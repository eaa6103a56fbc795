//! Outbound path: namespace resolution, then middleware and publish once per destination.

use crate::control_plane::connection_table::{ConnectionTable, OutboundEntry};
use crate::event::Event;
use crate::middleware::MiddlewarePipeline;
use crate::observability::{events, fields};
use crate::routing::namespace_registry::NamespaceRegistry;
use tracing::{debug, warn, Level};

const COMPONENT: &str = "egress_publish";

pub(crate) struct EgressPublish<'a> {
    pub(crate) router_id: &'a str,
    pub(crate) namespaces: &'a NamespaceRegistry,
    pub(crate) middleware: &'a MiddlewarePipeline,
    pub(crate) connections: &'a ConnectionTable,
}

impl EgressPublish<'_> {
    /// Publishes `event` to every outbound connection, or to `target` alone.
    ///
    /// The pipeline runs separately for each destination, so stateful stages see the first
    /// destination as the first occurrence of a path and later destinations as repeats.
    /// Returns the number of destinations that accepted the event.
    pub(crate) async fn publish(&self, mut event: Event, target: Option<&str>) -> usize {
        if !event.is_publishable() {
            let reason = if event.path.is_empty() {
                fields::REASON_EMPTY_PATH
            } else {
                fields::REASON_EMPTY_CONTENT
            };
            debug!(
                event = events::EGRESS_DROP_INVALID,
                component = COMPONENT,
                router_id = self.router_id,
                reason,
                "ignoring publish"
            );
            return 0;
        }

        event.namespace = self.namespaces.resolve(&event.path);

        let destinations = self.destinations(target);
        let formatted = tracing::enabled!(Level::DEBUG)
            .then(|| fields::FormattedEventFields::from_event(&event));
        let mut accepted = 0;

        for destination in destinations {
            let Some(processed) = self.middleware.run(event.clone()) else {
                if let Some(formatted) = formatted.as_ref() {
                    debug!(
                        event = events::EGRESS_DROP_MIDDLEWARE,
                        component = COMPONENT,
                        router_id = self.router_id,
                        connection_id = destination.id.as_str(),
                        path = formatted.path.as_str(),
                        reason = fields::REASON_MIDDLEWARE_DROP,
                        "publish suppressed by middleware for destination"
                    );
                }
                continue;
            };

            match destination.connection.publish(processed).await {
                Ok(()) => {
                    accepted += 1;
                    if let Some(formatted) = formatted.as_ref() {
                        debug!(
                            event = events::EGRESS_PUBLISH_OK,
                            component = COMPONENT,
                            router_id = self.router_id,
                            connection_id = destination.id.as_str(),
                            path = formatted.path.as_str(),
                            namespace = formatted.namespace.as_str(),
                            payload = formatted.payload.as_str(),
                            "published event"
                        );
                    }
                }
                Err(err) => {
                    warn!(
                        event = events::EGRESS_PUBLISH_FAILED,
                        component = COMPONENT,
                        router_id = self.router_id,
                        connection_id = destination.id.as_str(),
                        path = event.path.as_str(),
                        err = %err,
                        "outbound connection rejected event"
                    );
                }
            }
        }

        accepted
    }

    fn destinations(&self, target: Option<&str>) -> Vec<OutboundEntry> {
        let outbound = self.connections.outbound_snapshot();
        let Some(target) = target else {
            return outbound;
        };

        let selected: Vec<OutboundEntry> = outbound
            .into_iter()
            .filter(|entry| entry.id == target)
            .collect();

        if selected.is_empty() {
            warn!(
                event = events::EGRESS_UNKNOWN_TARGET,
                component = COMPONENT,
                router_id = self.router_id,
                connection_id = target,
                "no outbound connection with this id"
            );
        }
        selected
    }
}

## [PROBLEM DETAILS]
Copy all lines from the material above that hold the word "first".

## [OUTPUT FOR THIS TASK]
    /// The pipeline runs separately for each destination, so stateful stages see the first
    /// destination as the first occurrence of a path and later destinations as repeats.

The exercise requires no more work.